Forensics teams arrived on location immediately. The place had ostensibly been left untouched since the birth of the morning, so they began to unearth what transpired at the crime scene before it became as such. On the ground lay the mutilated corpse of Mainstream Pop Music, it was cold and lifeless. Witnesses all sold the same narrative - two frat bros, bolting from the scene after comparing the size of their erections like a kind of poster couple for narcissism. By corroborating this intel with the website bio of EDM duo, The Chainsmokers, the culprits were caught.
Taggart, the primary "songwriter" and "vocalist", was the first to crack. The 27-going-on-15 year old explained the pair's modus operandi in a haphazard tone. Through a noxious air of self-satisfaction, he told interrogation officers that they placated Pop Music through repeated use of innocuous, insipid major chord progressions, before seducing the victim with high-profile guest features like Coldplay and Jhene Aiko. "Simple" said he. Pall - the DJ - chimed in: "That meant we could do some real damage". He was, of course, referring to the lyrics - the murder weapon.
Across the 43 agonizing minutes that the crime took place, lacerations most severe were inflicted by lines like "change your mind every night like the seasons" and "she wants to break up every night, then tries to *** me back to life". The officers noted that it probably didn't take long before the victim started bleeding through its ears. Ever the arbiters of superfluous detail, the duo added that they were influenced by other unscrupulous killers like David Guetta and Deadmau5, implying that the crime was not, in fact, just a clumsy and uninspired act. Thereafter, the murderers were stuffed into scratchy jumpsuits and shuffled to their cells, universes away from MIDI keyboards and ***ty VMA performances.

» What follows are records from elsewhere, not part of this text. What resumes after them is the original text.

// ============================================================
// Layer 5 — Causal Attention Variants
// ============================================================
// Two ways of producing a causal attention distribution behind
// one contract, AttentionCore:
//
//   CausalSelfAttention   scores = q·kᵀ / √d_head
//   SynthesizerAttention  scores are synthesized per position
//                         Dense  : relu(W1·x_i) · W2[:, j] + b2[j]
//                         Random : R[h, i, j], a learned table
//
// Both share the value path, the causal mask, the stable
// softmax and the output projection. A block holds a
// SelfAttention, which wraps exactly one of them.
//
// Reference: Vaswani et al. (2017) Attention Is All You Need
//            Tay et al. (2020) Synthesizer: Rethinking
//            Self-Attention in Transformer Models

use burn::{
    module::Param,
    nn::{Dropout, DropoutConfig, Initializer, Linear, LinearConfig},
    prelude::*,
    tensor::{activation::relu, Distribution},
};
use serde::{Deserialize, Serialize};

use crate::error::GptError;
use crate::ml::params::ParamCollector;

/// Fill value for blocked positions; exp() of it underflows to exactly 0.
const MASK_FILL: f32 = -1.0e10;

/// Which attention mechanism every block of a model uses.
#[derive(Debug, Clone, Copy, PartialEq, Eq, Serialize, Deserialize)]
pub enum AttentionKind {
    Causal,
    Synthesizer,
}

/// How a synthesizer produces its score matrix.
#[derive(Debug, Clone, Copy, PartialEq, Eq, Serialize, Deserialize)]
pub enum SynthesisMode {
    Dense,
    Random,
}

pub trait AttentionCore<B: Backend> {
    /// `[batch, len, n_embd]` in, same shape out.
    fn forward(&self, x: Tensor<B, 3>) -> Tensor<B, 3>;

    /// Post-softmax, pre-dropout weights, `[batch, n_head, len, len]`.
    fn attention_weights(&self, x: Tensor<B, 3>) -> Tensor<B, 4>;

    fn declare_params(&self, params: &mut ParamCollector);
}

#[derive(Config, Debug)]
pub struct AttentionConfig {
    pub n_embd:     usize,
    pub n_head:     usize,
    pub block_size: usize,
    #[config(default = "0.1")]
    pub dropout:    f64,
    #[config(default = "AttentionKind::Causal")]
    pub kind:       AttentionKind,
    #[config(default = "SynthesisMode::Dense")]
    pub synthesis:  SynthesisMode,
}

impl AttentionConfig {
    pub fn validate(&self) -> crate::error::Result<()> {
        if self.n_embd == 0 || self.n_head == 0 || self.block_size == 0 {
            return Err(GptError::Configuration(format!(
                "attention dimensions must be non-zero (n_embd={}, n_head={}, block_size={})",
                self.n_embd, self.n_head, self.block_size
            )));
        }
        if self.n_embd % self.n_head != 0 {
            return Err(GptError::Configuration(format!(
                "n_embd ({}) is not divisible by n_head ({})",
                self.n_embd, self.n_head
            )));
        }
        Ok(())
    }

    pub fn init<B: Backend>(&self, device: &B::Device) -> crate::error::Result<SelfAttention<B>> {
        self.validate()?;
        let attention = match self.kind {
            AttentionKind::Causal => SelfAttention {
                causal:      Some(self.init_causal(device)),
                synthesizer: None,
            },
            AttentionKind::Synthesizer => SelfAttention {
                causal:      None,
                synthesizer: Some(self.init_synthesizer(device)),
            },
        };
        Ok(attention)
    }

    fn linear<B: Backend>(&self, d_in: usize, d_out: usize, device: &B::Device) -> Linear<B> {
        LinearConfig::new(d_in, d_out)
            .with_initializer(Initializer::Normal { mean: 0.0, std: 0.02 })
            .init(device)
    }

    fn init_causal<B: Backend>(&self, device: &B::Device) -> CausalSelfAttention<B> {
        CausalSelfAttention {
            key:        self.linear(self.n_embd, self.n_embd, device),
            query:      self.linear(self.n_embd, self.n_embd, device),
            value:      self.linear(self.n_embd, self.n_embd, device),
            proj:       self.linear(self.n_embd, self.n_embd, device),
            attn_drop:  DropoutConfig::new(self.dropout).init(),
            resid_drop: DropoutConfig::new(self.dropout).init(),
            n_head:     self.n_head,
        }
    }

    fn init_synthesizer<B: Backend>(&self, device: &B::Device) -> SynthesizerAttention<B> {
        let d_head = self.n_embd / self.n_head;
        let small = Distribution::Uniform(-0.001, 0.001);
        let (w1, w2, b2, table) = match self.synthesis {
            SynthesisMode::Dense => (
                Some(self.linear(self.n_embd, self.n_embd, device)),
                Some(Param::from_tensor(Tensor::random([d_head, self.block_size], small, device))),
                Some(Param::from_tensor(Tensor::zeros([self.block_size], device))),
                None,
            ),
            SynthesisMode::Random => (
                None,
                None,
                None,
                Some(Param::from_tensor(Tensor::random(
                    [self.n_head, self.block_size, self.block_size],
                    Distribution::Normal(0.0, 0.02),
                    device,
                ))),
            ),
        };
        SynthesizerAttention {
            w1,
            w2,
            b2,
            table,
            value:      self.linear(self.n_embd, self.n_embd, device),
            proj:       self.linear(self.n_embd, self.n_embd, device),
            attn_drop:  DropoutConfig::new(self.dropout).init(),
            resid_drop: DropoutConfig::new(self.dropout).init(),
            n_head:     self.n_head,
        }
    }
}

// ── Shared pieces ────────────────────────────────────────────

/// `[b, t, c]` → `[b, h, t, c / h]`
fn split_heads<B: Backend>(x: Tensor<B, 3>, n_head: usize) -> Tensor<B, 4> {
    let [b, t, c] = x.dims();
    x.reshape([b, t, n_head, c / n_head]).swap_dims(1, 2)
}

/// `[b, h, t, d]` → `[b, t, h * d]`
fn merge_heads<B: Backend>(y: Tensor<B, 4>) -> Tensor<B, 3> {
    let [b, h, t, d] = y.dims();
    y.swap_dims(1, 2).reshape([b, t, h * d])
}

/// Blocks every key position after the query position, then takes a
/// softmax with the row max subtracted. Row i is non-zero on 0..=i only.
pub fn causal_softmax<B: Backend>(scores: Tensor<B, 4>) -> Tensor<B, 4> {
    let [b, h, t, s] = scores.dims();
    let blocked = Tensor::<B, 2, Bool>::tril_mask([t, s], 0, &scores.device())
        .unsqueeze_dims::<4>(&[0, 1])
        .expand([b, h, t, s]);
    let scores = scores.mask_fill(blocked, MASK_FILL);

    let row_max = scores.clone().max_dim(3).detach();
    let exp = (scores - row_max).exp();
    let denom = exp.clone().sum_dim(3);
    exp / denom
}

// ── Causal self-attention ────────────────────────────────────

#[derive(Module, Debug)]
pub struct CausalSelfAttention<B: Backend> {
    pub key:        Linear<B>,
    pub query:      Linear<B>,
    pub value:      Linear<B>,
    pub proj:       Linear<B>,
    pub attn_drop:  Dropout,
    pub resid_drop: Dropout,
    pub n_head:     usize,
}

impl<B: Backend> AttentionCore<B> for CausalSelfAttention<B> {
    fn forward(&self, x: Tensor<B, 3>) -> Tensor<B, 3> {
        let att = self.attn_drop.forward(self.attention_weights(x.clone()));
        let v = split_heads(self.value.forward(x), self.n_head);
        let y = merge_heads(att.matmul(v));
        self.resid_drop.forward(self.proj.forward(y))
    }

    fn attention_weights(&self, x: Tensor<B, 3>) -> Tensor<B, 4> {
        let [_, _, c] = x.dims();
        let d_head = c / self.n_head;
        let q = split_heads(self.query.forward(x.clone()), self.n_head);
        let k = split_heads(self.key.forward(x), self.n_head);
        let scores = q.matmul(k.swap_dims(2, 3)) / (d_head as f32).sqrt();
        causal_softmax(scores)
    }

    fn declare_params(&self, params: &mut ParamCollector) {
        params.linear("key", &self.key);
        params.linear("query", &self.query);
        params.linear("value", &self.value);
        params.linear("proj", &self.proj);
    }
}

// ── Synthesizer attention ────────────────────────────────────

/// Dense mode owns `w1`, `w2`, `b2`; random mode owns `table`.
#[derive(Module, Debug)]
pub struct SynthesizerAttention<B: Backend> {
    pub w1:         Option<Linear<B>>,
    pub w2:         Option<Param<Tensor<B, 2>>>,
    pub b2:         Option<Param<Tensor<B, 1>>>,
    pub table:      Option<Param<Tensor<B, 3>>>,
    pub value:      Linear<B>,
    pub proj:       Linear<B>,
    pub attn_drop:  Dropout,
    pub resid_drop: Dropout,
    pub n_head:     usize,
}

impl<B: Backend> SynthesizerAttention<B> {
    pub fn mode(&self) -> SynthesisMode {
        if self.table.is_some() {
            SynthesisMode::Random
        } else {
            SynthesisMode::Dense
        }
    }

    fn synthesize(&self, x: Tensor<B, 3>) -> Tensor<B, 4> {
        let [b, t, _] = x.dims();
        let h = self.n_head;

        if let Some(table) = &self.table {
            return table
                .val()
                .slice([0..h, 0..t, 0..t])
                .unsqueeze::<4>()
                .expand([b, h, t, t]);
        }

        match (&self.w1, &self.w2, &self.b2) {
            (Some(w1), Some(w2), Some(b2)) => {
                let a = split_heads(relu(w1.forward(x)), h);
                let [_, _, _, d] = a.dims();
                let w2 = w2.val().slice([0..d, 0..t]).unsqueeze::<4>().expand([b, h, d, t]);
                let b2 = b2.val().slice([0..t]).reshape([1, 1, 1, t]).expand([b, h, t, t]);
                a.matmul(w2) + b2
            }
            _ => unreachable!("synthesizer is built with either a table or w1/w2/b2"),
        }
    }
}

impl<B: Backend> AttentionCore<B> for SynthesizerAttention<B> {
    fn forward(&self, x: Tensor<B, 3>) -> Tensor<B, 3> {
        let att = self.attn_drop.forward(self.attention_weights(x.clone()));
        let v = split_heads(self.value.forward(x), self.n_head);
        let y = merge_heads(att.matmul(v));
        self.resid_drop.forward(self.proj.forward(y))
    }

    fn attention_weights(&self, x: Tensor<B, 3>) -> Tensor<B, 4> {
        causal_softmax(self.synthesize(x))
    }

    fn declare_params(&self, params: &mut ParamCollector) {
        if let Some(w1) = &self.w1 {
            params.linear("w1", w1);
        }
        if let Some(w2) = &self.w2 {
            params.param("w2", w2, true);
        }
        if let Some(b2) = &self.b2 {
            params.param("b2", b2, false);
        }
        if let Some(table) = &self.table {
            params.param("table", table, true);
        }
        params.linear("value", &self.value);
        params.linear("proj", &self.proj);
    }
}

// ── Dispatch ─────────────────────────────────────────────────

/// Exactly one of the two fields is set, fixed at construction.
#[derive(Module, Debug)]
pub struct SelfAttention<B: Backend> {
    pub causal:      Option<CausalSelfAttention<B>>,
    pub synthesizer: Option<SynthesizerAttention<B>>,
}

impl<B: Backend> SelfAttention<B> {
    pub fn kind(&self) -> AttentionKind {
        if self.causal.is_some() {
            AttentionKind::Causal
        } else {
            AttentionKind::Synthesizer
        }
    }

    fn core(&self) -> &dyn AttentionCore<B> {
        match (&self.causal, &self.synthesizer) {
            (Some(causal), _) => causal,
            (None, Some(synthesizer)) => synthesizer,
            (None, None) => unreachable!("SelfAttention is built with one variant"),
        }
    }
}

impl<B: Backend> AttentionCore<B> for SelfAttention<B> {
    fn forward(&self, x: Tensor<B, 3>) -> Tensor<B, 3> {
        self.core().forward(x)
    }

    fn attention_weights(&self, x: Tensor<B, 3>) -> Tensor<B, 4> {
        self.core().attention_weights(x)
    }

    fn declare_params(&self, params: &mut ParamCollector) {
        if self.causal.is_some() || self.synthesizer.is_some() {
            self.core().declare_params(params);
        }
    }
}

Even thought it's really short, it's quite a funny review.
Not too sure about the deadmau5 comparison thought, while I don't like him either, his style is quite different from the Chainkillers. They're into generic and brainless electropop while deadmau5 is into generic progressive house.

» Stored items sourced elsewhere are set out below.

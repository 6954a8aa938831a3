// ============================================================
// Layer 4 — LM Batcher
// ============================================================
// Implements Burn's Batcher trait to stack a Vec<LmSample>
// into tensors of shape [batch, seq_len].
//
//   inputs  : Int   [batch, seq_len]
//   targets : Int   [batch, seq_len]
//   mask    : Float [batch, seq_len]  (1.0 supervised, 0.0 not)
//
// The Batcher trait cannot fail, so a ragged set of samples is
// not stacked. It is reported through `shape_error` instead and
// the training loop turns that into a DataShape error.
//
// Reference: Burn Book §4 (Batcher)

use burn::{data::dataloader::batcher::Batcher, prelude::*};

use crate::domain::sample::LmSample;
use crate::error::{GptError, Result};

#[derive(Debug, Clone)]
pub struct LmBatch<B: Backend> {
    pub inputs: Tensor<B, 2, Int>,
    pub targets: Tensor<B, 2, Int>,
    pub mask: Tensor<B, 2>,
    /// Positions with mask = 1 across the whole batch
    pub supervised_tokens: usize,
    pub shape_error: Option<String>,
}

impl<B: Backend> LmBatch<B> {
    /// Fail if the batcher saw ragged samples or the windows are not
    /// exactly `block_size` long.
    pub fn validate(&self, block_size: usize) -> Result<()> {
        if let Some(reason) = &self.shape_error {
            return Err(GptError::DataShape(reason.clone()));
        }
        let [_, seq_len] = self.inputs.dims();
        if seq_len != block_size {
            return Err(GptError::DataShape(format!(
                "token window of length {seq_len}, expected block_size {block_size}"
            )));
        }
        Ok(())
    }
}

#[derive(Clone, Debug)]
pub struct LmBatcher<B: Backend> {
    pub device: B::Device,
}

impl<B: Backend> LmBatcher<B> {
    pub fn new(device: B::Device) -> Self {
        Self { device }
    }
}

impl<B: Backend> Batcher<LmSample, LmBatch<B>> for LmBatcher<B> {
    fn batch(&self, items: Vec<LmSample>) -> LmBatch<B> {
        let batch_size = items.len();
        let seq_len = items.first().map(|s| s.len()).unwrap_or(0);

        let ragged = items.iter().position(|s| {
            s.input.len() != seq_len || s.target.len() != seq_len || s.mask.len() != seq_len
        });
        let shape_error = ragged.map(|i| {
            format!("sample {i} in batch does not have the batch length {seq_len}")
        });
        // Stack only the well-formed prefix so tensor construction cannot panic.
        let usable = &items[..ragged.unwrap_or(batch_size)];

        let input_flat: Vec<i32> = usable
            .iter()
            .flat_map(|s| s.input.iter().map(|&x| x as i32))
            .collect();
        let target_flat: Vec<i32> = usable
            .iter()
            .flat_map(|s| s.target.iter().map(|&x| x as i32))
            .collect();
        let mask_flat: Vec<f32> = usable
            .iter()
            .flat_map(|s| s.mask.iter().map(|&m| f32::from(m)))
            .collect();
        let supervised_tokens = usable.iter().map(LmSample::supervised_tokens).sum();

        let rows = usable.len();
        let inputs = Tensor::<B, 1, Int>::from_ints(input_flat.as_slice(), &self.device)
            .reshape([rows, seq_len]);
        let targets = Tensor::<B, 1, Int>::from_ints(target_flat.as_slice(), &self.device)
            .reshape([rows, seq_len]);
        let mask = Tensor::<B, 1>::from_floats(mask_flat.as_slice(), &self.device)
            .reshape([rows, seq_len]);

        LmBatch { inputs, targets, mask, supervised_tokens, shape_error }
    }
}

thanks heaps man! and yeah i know sonically there's better comparisons, but a lot of the dumb shit i come up with here is referencing the duo's billboard interview and wikipedia, which states that Deadmau5 is an influence.
Well it's manufacturated electropop with predictable drops after the chorus; it does not differ from the Calvin Harris formula. Maybe Harris has more "club/EDM festivals" credibility, Idk.

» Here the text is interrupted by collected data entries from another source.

// ============================================================
// Layer 5 — Parameter Declarations and Decay Partition
// ============================================================
// Every layer states, at the point where it owns a parameter,
// whether that parameter takes weight decay:
//
//   decayed      : matrix weights (attention projections,
//                  synthesizer weights, feed-forward, LM head)
//   non-decayed  : biases, LayerNorm gamma/beta, embeddings
//
// Nothing inspects names or types after the fact. The model
// walks its layers once, collects a ParamDecl per parameter and
// the optimizer receives the frozen ParamPartition.
//
// The same declarations double as the checkpoint manifest:
// names and shapes are compared after loading a record.

use std::collections::HashSet;

use burn::{
    module::{Param, ParamId},
    nn::{Embedding, LayerNorm, Linear},
    prelude::*,
};

use crate::error::{GptError, Result};

/// One trainable tensor: where it lives, how big it is, whether it decays.
#[derive(Debug, Clone, PartialEq)]
pub struct ParamDecl {
    pub name: String,
    pub id: ParamId,
    pub shape: Vec<usize>,
    pub decay: bool,
}

impl ParamDecl {
    pub fn rank(&self) -> usize {
        self.shape.len()
    }

    pub fn numel(&self) -> usize {
        self.shape.iter().product()
    }
}

/// Collects declarations while a module tree is walked.
#[derive(Debug, Default)]
pub struct ParamCollector {
    prefix: Vec<String>,
    decls: Vec<ParamDecl>,
}

impl ParamCollector {
    pub fn new() -> Self {
        Self::default()
    }

    /// Run `f` with `name` appended to the current path.
    pub fn scope(&mut self, name: impl Into<String>, f: impl FnOnce(&mut Self)) {
        self.prefix.push(name.into());
        f(self);
        self.prefix.pop();
    }

    fn path(&self, name: &str) -> String {
        let mut parts = self.prefix.clone();
        parts.push(name.to_string());
        parts.join(".")
    }

    pub fn param<B: Backend, const D: usize>(
        &mut self,
        name: &str,
        param: &Param<Tensor<B, D>>,
        decay: bool,
    ) {
        self.decls.push(ParamDecl {
            name: self.path(name),
            id: param.id.clone(),
            shape: param.val().dims().to_vec(),
            decay,
        });
    }

    /// Weight decays, bias does not.
    pub fn linear<B: Backend>(&mut self, name: &str, linear: &Linear<B>) {
        self.scope(name, |c| {
            c.param("weight", &linear.weight, true);
            if let Some(bias) = &linear.bias {
                c.param("bias", bias, false);
            }
        });
    }

    pub fn layer_norm<B: Backend>(&mut self, name: &str, norm: &LayerNorm<B>) {
        self.scope(name, |c| {
            c.param("gamma", &norm.gamma, false);
            c.param("beta", &norm.beta, false);
        });
    }

    pub fn embedding<B: Backend>(&mut self, name: &str, embedding: &Embedding<B>) {
        self.scope(name, |c| c.param("weight", &embedding.weight, false));
    }

    pub fn finish(self) -> Vec<ParamDecl> {
        self.decls
    }
}

/// Immutable split of a model's parameters into the two decay groups.
#[derive(Debug, Clone)]
pub struct ParamPartition {
    decayed: Vec<ParamDecl>,
    non_decayed: Vec<ParamDecl>,
}

impl ParamPartition {
    /// Fails if any parameter id is declared twice.
    pub fn new(decls: Vec<ParamDecl>) -> Result<Self> {
        let mut seen = HashSet::new();
        for decl in &decls {
            if !seen.insert(decl.id.clone()) {
                return Err(GptError::Configuration(format!(
                    "parameter '{}' is declared more than once",
                    decl.name
                )));
            }
        }

        let (decayed, non_decayed): (Vec<_>, Vec<_>) = decls.into_iter().partition(|d| d.decay);
        tracing::debug!(
            "Parameter partition: {} decayed ({} values), {} non-decayed ({} values)",
            decayed.len(),
            decayed.iter().map(ParamDecl::numel).sum::<usize>(),
            non_decayed.len(),
            non_decayed.iter().map(ParamDecl::numel).sum::<usize>(),
        );
        Ok(Self { decayed, non_decayed })
    }

    pub fn decayed(&self) -> &[ParamDecl] {
        &self.decayed
    }

    pub fn non_decayed(&self) -> &[ParamDecl] {
        &self.non_decayed
    }

    pub fn iter(&self) -> impl Iterator<Item = &ParamDecl> {
        self.decayed.iter().chain(self.non_decayed.iter())
    }

    pub fn len(&self) -> usize {
        self.decayed.len() + self.non_decayed.len()
    }

    pub fn is_empty(&self) -> bool {
        self.len() == 0
    }
}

The main difference is that "Drew" is an even worse singer than Harris himself.
As I said, I don't really know. Ask Sint, he's the EDM expert. I personally can't stand Calvin Harris either ("Feel So Close" and "Sweet Nothing" are the most tolerable things he done, the rest is utter garbage).
i really deeply wish I could have written a positive review to counterbalance because I'm a humongous sucker for their singles and think Closer is one of the best songs of 2016 (no joke) but this album is truly trash
copy-pasting my thoughts from a diff website I reviewed it on back when it came out:
You know what? I was fully prepared to waltz on in, snark blasting at full force as is usually the wont of a Chainsmokers review (anyone remember “#Selfie?”), and I imagine many of my colleagues are doing just this. I’ve now listened to this song about twenty-five times over the course of two days, and I’m absolutely fucking hooked. It’s this perfect mix of wanderlust, fear of growing old, having to deal with the awkwardness of a once-soured love brought harshly back in a hotel bar, and a slew of other things that are all hitting me square in the gut at once. I’m 21 as of a few weeks ago, and I’m not sure whether I’m a kid or a grown-up, and I’m struggling with the fact that I’m really not ready to embrace adulthood just yet, and this song for whatever reason just gets me in a way I simply haven’t found anywhere else. The fact that everything’s wrapped up in an utterly sublime composition of snaps, synth syncopation, and that swaggering, succulent vocoder-ish lead just makes everything better. Sure, pop music is mass-marketed to hit millions of people the same way and all that, but when you’re smack in the middle of those millions you realize its power.